This is an code profolio for EDA class assignment. Including week7 to week 11 topics.
library(tidyverse)
## -- Attaching packages ----------------- tidyverse 1.2.1 --
## v ggplot2 3.2.0 v purrr 0.3.2
## v tibble 2.1.3 v dplyr 0.8.3
## v tidyr 0.8.3 v stringr 1.4.0
## v readr 1.3.1 v forcats 0.4.0
## -- Conflicts -------------------- tidyverse_conflicts() --
## x dplyr::filter() masks stats::filter()

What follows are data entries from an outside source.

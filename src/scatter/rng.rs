use std::f32::consts::TAU;

/// Small deterministic generator for endpoint scattering.
///
/// Every random draw in the crate flows through an instance of this,
/// constructed from the scene seed, so a scene regenerates bit-identically.
#[derive(Debug, Clone)]
pub struct SeededRng {
    state: u32,
}

impl SeededRng {
    pub fn new(seed: u32) -> Self {
        Self { state: seed }
    }

    fn next_state(&mut self) -> u32 {
        self.state = self.state.wrapping_mul(1664525).wrapping_add(1013904223);
        self.state
    }

    /// Uniform draw in [0, 1). Uses the high bits; the low bits of an
    /// LCG cycle too quickly to be usable.
    pub fn next_f32(&mut self) -> f32 {
        (self.next_state() >> 8) as f32 / 16_777_216.0
    }

    /// Uniform draw in [min, max).
    pub fn range(&mut self, min: f32, max: f32) -> f32 {
        min + (max - min) * self.next_f32()
    }

    /// Uniform angle in [0, TAU).
    pub fn angle(&mut self) -> f32 {
        self.next_f32() * TAU
    }
}
use std::f32::consts::{PI, TAU};

use crate::math::Vec3;
use super::SeededRng;

/// Shared dimensions every sampler works against. Built from a validated
/// scene config, so height is always positive here.
#[derive(Debug, Clone, Copy)]
pub struct TreeShape {
    pub height: f32,
    pub base_radius: f32,
    pub chaos_radius: f32,
    pub vertical_bias: f32,
}

impl TreeShape {
    /// Vertical world position for a height measured from the cone base.
    fn lift(&self, h: f32) -> f32 {
        h - self.height * 0.5 + self.vertical_bias
    }
}

/// Radius of the cone shell at height `h` above the base. Linear taper:
/// full base radius at 0, zero at the tip.
pub fn cone_radius_at(shape: &TreeShape, h: f32) -> f32 {
    shape.base_radius * (1.0 - h / shape.height)
}

/// Scattered endpoint inside a sphere of the given radius.
///
/// The direction is uniform over the solid angle, but the radial draw is
/// linear in the unit sample, which piles points toward the center. The
/// cloud is meant to read as a loose cluster, not a uniformly filled ball,
/// so the linear draw is kept deliberately.
pub fn chaos_point(rng: &mut SeededRng, radius: f32) -> Vec3 {
    let theta = rng.angle();
    let phi = (2.0 * rng.next_f32() - 1.0).acos();
    let r = rng.next_f32() * radius;
    Vec3::from_spherical(theta, phi, r)
}

/// Formed endpoint inside the cone volume. The radius draw uses a square
/// root so points land with uniform density across each horizontal disc.
pub fn cone_volume_point(rng: &mut SeededRng, shape: &TreeShape) -> Vec3 {
    let h = rng.next_f32() * shape.height;
    let rim = cone_radius_at(shape, h);
    let angle = rng.angle();
    let radius = rng.next_f32().sqrt() * rim;
    Vec3::from_cylindrical(radius, angle, shape.lift(h))
}

/// Formed endpoint pushed just outside the cone shell, where hanging
/// items sit on top of the foliage.
pub fn cone_surface_point(rng: &mut SeededRng, shape: &TreeShape, surface_offset: f32) -> Vec3 {
    let h = rng.next_f32() * shape.height;
    let radius = cone_radius_at(shape, h) + surface_offset;
    let angle = rng.angle();
    Vec3::from_cylindrical(radius, angle, shape.lift(h))
}

/// Formed endpoint on a spiral winding down the cone. Fully determined by
/// the entity index, so it needs no draws at all.
pub fn spiral_point(
    shape: &TreeShape,
    index: usize,
    total: usize,
    height_fraction: f32,
    wind_turns: f32,
    radial_offset: f32,
) -> Vec3 {
    let f = index as f32 / total as f32;
    let y = f * shape.height * height_fraction - shape.height * 0.5 + shape.vertical_bias;
    let radius = shape.base_radius * (1.0 - (y + shape.height * 0.5) / shape.height) + radial_offset;
    let angle = f * TAU * wind_turns;
    Vec3::from_cylindrical(radius, angle, y)
}

/// Scattered endpoint on a fixed shell, evenly spaced around the axis with
/// only the polar angle drawn. Spiral entities start from here so they
/// never bunch up on one side of the cloud.
pub fn shell_point(rng: &mut SeededRng, index: usize, total: usize, radius: f32) -> Vec3 {
    let theta = index as f32 / total as f32 * TAU;
    let phi = rng.next_f32() * PI;
    Vec3::from_spherical(theta, phi, radius)
}
mod hand;

pub use hand::{Gesture, GestureInterpreter, HandSignal, HandSignalSource};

## x dplyr::lag() masks stats::lag()
ggplot2::mpg
## # A tibble: 234 x 11
## manufacturer model displ year cyl trans drv cty hwy fl class
## <chr> <chr> <dbl> <int> <int> <chr> <chr> <int> <int> <chr> <chr>
## 1 audi a4 1.8 1999 4 auto~ f 18 29 p comp~
## 2 audi a4 1.8 1999 4 manu~ f 21 29 p comp~
## 3 audi a4 2 2008 4 manu~ f 20 31 p comp~
## 4 audi a4 2 2008 4 auto~ f 21 30 p comp~
## 5 audi a4 2.8 1999 6 auto~ f 16 26 p comp~
## 6 audi a4 2.8 1999 6 manu~ f 18 26 p comp~
## 7 audi a4 3.1 2008 6 auto~ f 18 27 p comp~
## 8 audi a4 q~ 1.8 1999 4 manu~ 4 18 26 p comp~
## 9 audi a4 q~ 1.8 1999 4 auto~ 4 16 25 p comp~
## 10 audi a4 q~ 2 2008 4 manu~ 4 20 28 p comp~
## # ... with 224 more rows
##create a ggplot for mpg data set, displ on x, hwy on y
ggplot(data = mpg) +
geom_point(mapping = aes(x = displ, y = hwy))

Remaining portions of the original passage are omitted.